___ Records supplied ___

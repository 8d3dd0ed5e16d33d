//! # APF Assembler
//!
//! A programmatic bytecode generator for the APF (Android Packet Filter)
//! interpreter. Programs are composed by appending typed instructions to
//! an [`ApfGenerator`]; generation resolves symbolic branch labels,
//! iterates branch-offset widths down to a fixed point and emits the
//! final bytecode.
//!
//! ## Example
//!
//! ```rust
//! use apf_assembler::{ApfGenerator, DROP_LABEL, PASS_LABEL};
//! use apf_spec::{Register, MIN_APF_VERSION};
//!
//! # fn main() -> Result<(), apf_assembler::AssemblerError> {
//! // Drop ARP packets, pass everything else.
//! let mut gen = ApfGenerator::new(MIN_APF_VERSION)?;
//! gen.add_load16(Register::R0, 12)?
//!     .add_jump_if_r0_not_equals(0x0806, PASS_LABEL)?
//!     .add_jump(DROP_LABEL)?;
//! let program = gen.generate()?;
//! assert!(!program.is_empty());
//! # Ok(())
//! # }
//! ```

pub mod error;
pub mod generator;
mod instruction;

pub use error::{AssemblerError, Result};
pub use generator::{ApfGenerator, DROP_LABEL, PASS_LABEL};
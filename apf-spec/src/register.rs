//! Register definitions for the APF machine (two registers, R0 and R1).

use serde::{Deserialize, Serialize};
use std::fmt;

/// APF register selector.
///
/// Every instruction carries exactly one register bit in its leading byte.
/// Opcode pairs that share a numeric code (PASS/DROP, TRANSMIT/DISCARD)
/// are disambiguated by this bit, so the legal pairings are enforced where
/// instructions are appended, not here.
#[derive(Copy, Clone, Debug, PartialEq, Eq, Hash, Serialize, Deserialize)]
#[repr(u8)]
pub enum Register {
    R0 = 0,
    R1 = 1,
}

impl Register {
    /// The register bit as encoded in the instruction's leading byte.
    #[inline]
    pub const fn value(self) -> u8 {
        self as u8
    }
}

impl fmt::Display for Register {
    fn fmt(&self, f: &mut fmt::Formatter<'_>) -> fmt::Result {
        match self {
            Register::R0 => write!(f, "r0"),
            Register::R1 => write!(f, "r1"),
        }
    }
}
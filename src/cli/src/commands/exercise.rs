//! Exercise catalogue commands.

use anyhow::Result;
use clap::Subcommand;
use serde::{Deserialize, Serialize};
use serde_json::json;
use tabled::Tabled;

use crate::client::GraphqlClient;
use crate::output::{self, OutputFormat};

#[derive(Subcommand)]
pub enum ExerciseCommands {
    /// List exercises
    List {
        /// Name contains
        #[arg(short, long)]
        name: Option<String>,

        /// Target muscle (Chest, Back, Legs, Shoulders, Arms, Core)
        #[arg(short, long)]
        muscle: Option<String>,

        #[arg(long, default_value = "0")]
        skip: i32,

        #[arg(long, default_value = "10")]
        take: i32,
    },

    /// Show one exercise with its instructions and cues
    Get {
        id: i32,
    },
}

const LIST_EXERCISES: &str = r#"
query Exercises($skip: Int, $take: Int, $name: String, $targetMuscle: TargetMuscle) {
  exercises(skip: $skip, take: $take, name: $name, targetMuscle: $targetMuscle) {
    id name targetMuscle overview
  }
}"#;

const GET_EXERCISE: &str = r#"
query Exercise($id: Int!) {
  exercise(id: $id) {
    id name targetMuscle iconUrl posterUrl instructions cues overview
  }
}"#;

#[derive(Debug, Deserialize, Serialize)]
#[serde(rename_all = "camelCase")]
struct ExerciseSummary {
    id: String,
    name: String,
    target_muscle: String,
    overview: Option<String>,
}

#[derive(Tabled)]
struct ExerciseTableRow {
    #[tabled(rename = "ID")]
    id: String,
    #[tabled(rename = "Name")]
    name: String,
    #[tabled(rename = "Muscle")]
    muscle: String,
    #[tabled(rename = "Overview")]
    overview: String,
}

impl From<&ExerciseSummary> for ExerciseTableRow {
    fn from(e: &ExerciseSummary) -> Self {
        Self {
            id: e.id.clone(),
            name: e.name.clone(),
            muscle: e.target_muscle.clone(),
            overview: output::or_dash(e.overview.as_deref()),
        }
    }
}

pub async fn execute(cmd: ExerciseCommands, client: &GraphqlClient, format: OutputFormat) -> Result<()> {
    match cmd {
        ExerciseCommands::List {
            name,
            muscle,
            skip,
            take,
        } => {
            let exercises: Vec<ExerciseSummary> = client
                .query_field(
                    LIST_EXERCISES,
                    json!({ "skip": skip, "take": take, "name": name, "targetMuscle": muscle }),
                    "exercises",
                )
                .await?;

            match format {
                OutputFormat::Table => {
                    let rows: Vec<ExerciseTableRow> = exercises.iter().map(Into::into).collect();
                    if rows.is_empty() {
                        output::print_info("No exercises found.");
                    } else {
                        println!("{}", output::render_table(&rows));
                    }
                    Ok(())
                }
                _ => output::print_item(&exercises, format),
            }
        }

        ExerciseCommands::Get { id } => {
            let exercise: Option<serde_json::Value> = client
                .query_field(GET_EXERCISE, json!({ "id": id }), "exercise")
                .await?;

            match exercise {
                Some(exercise) => output::print_item(&exercise, format),
                None => anyhow::bail!("Exercise {} not found", id),
            }
        }
    }
}
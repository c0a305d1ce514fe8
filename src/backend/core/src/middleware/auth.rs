//! Authentication middleware.
//!
//! Resolves the principal behind each request and the permission grants it
//! holds:
//! - Bearer JWTs whose `scopes` claim lists `RESOURCE:ACTION` grants
//! - Static API keys from configuration, each with typed grants
//! - A configured development principal when authentication is disabled
//!
//! The resulting [`AuthContext`] is inserted into request extensions; the
//! GraphQL handler turns its grants into an authorization context.
//!
//! # Example
//!
//! ```rust,ignore
//! use kinetic_core::middleware::auth::{AuthConfig, AuthLayer};
//!
//! let layer = AuthLayer::from_config(AuthConfig {
//!     jwt_secret: Some("change-me".into()),
//!     ..Default::default()
//! })?;
//!
//! let app = Router::new().route("/graphql", post(graphql_handler)).layer(layer);
//! ```

use axum::{
    body::Body,
    extract::{FromRequestParts, Request},
    http::{request::Parts, HeaderMap, StatusCode},
    response::{IntoResponse, Response},
    Json,
};
use chrono::{Duration, Utc};
use futures::future::BoxFuture;
use jsonwebtoken::{decode, encode, Algorithm, DecodingKey, EncodingKey, Header, Validation};
use metrics::counter;
use serde::{Deserialize, Serialize};
use std::{
    collections::HashMap,
    sync::Arc,
    task::{Context, Poll},
};
use thiserror::Error;
use tower::{Layer, Service};
use tracing::{debug, warn};
use uuid::Uuid;

use crate::rbac::PermissionGrant;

___

Required work => Search the entries above for "repository". Show every line that has it.

Worked solution =>
repository 8d3dd0ed5e16d33d
repository c0a305d1ce514fe8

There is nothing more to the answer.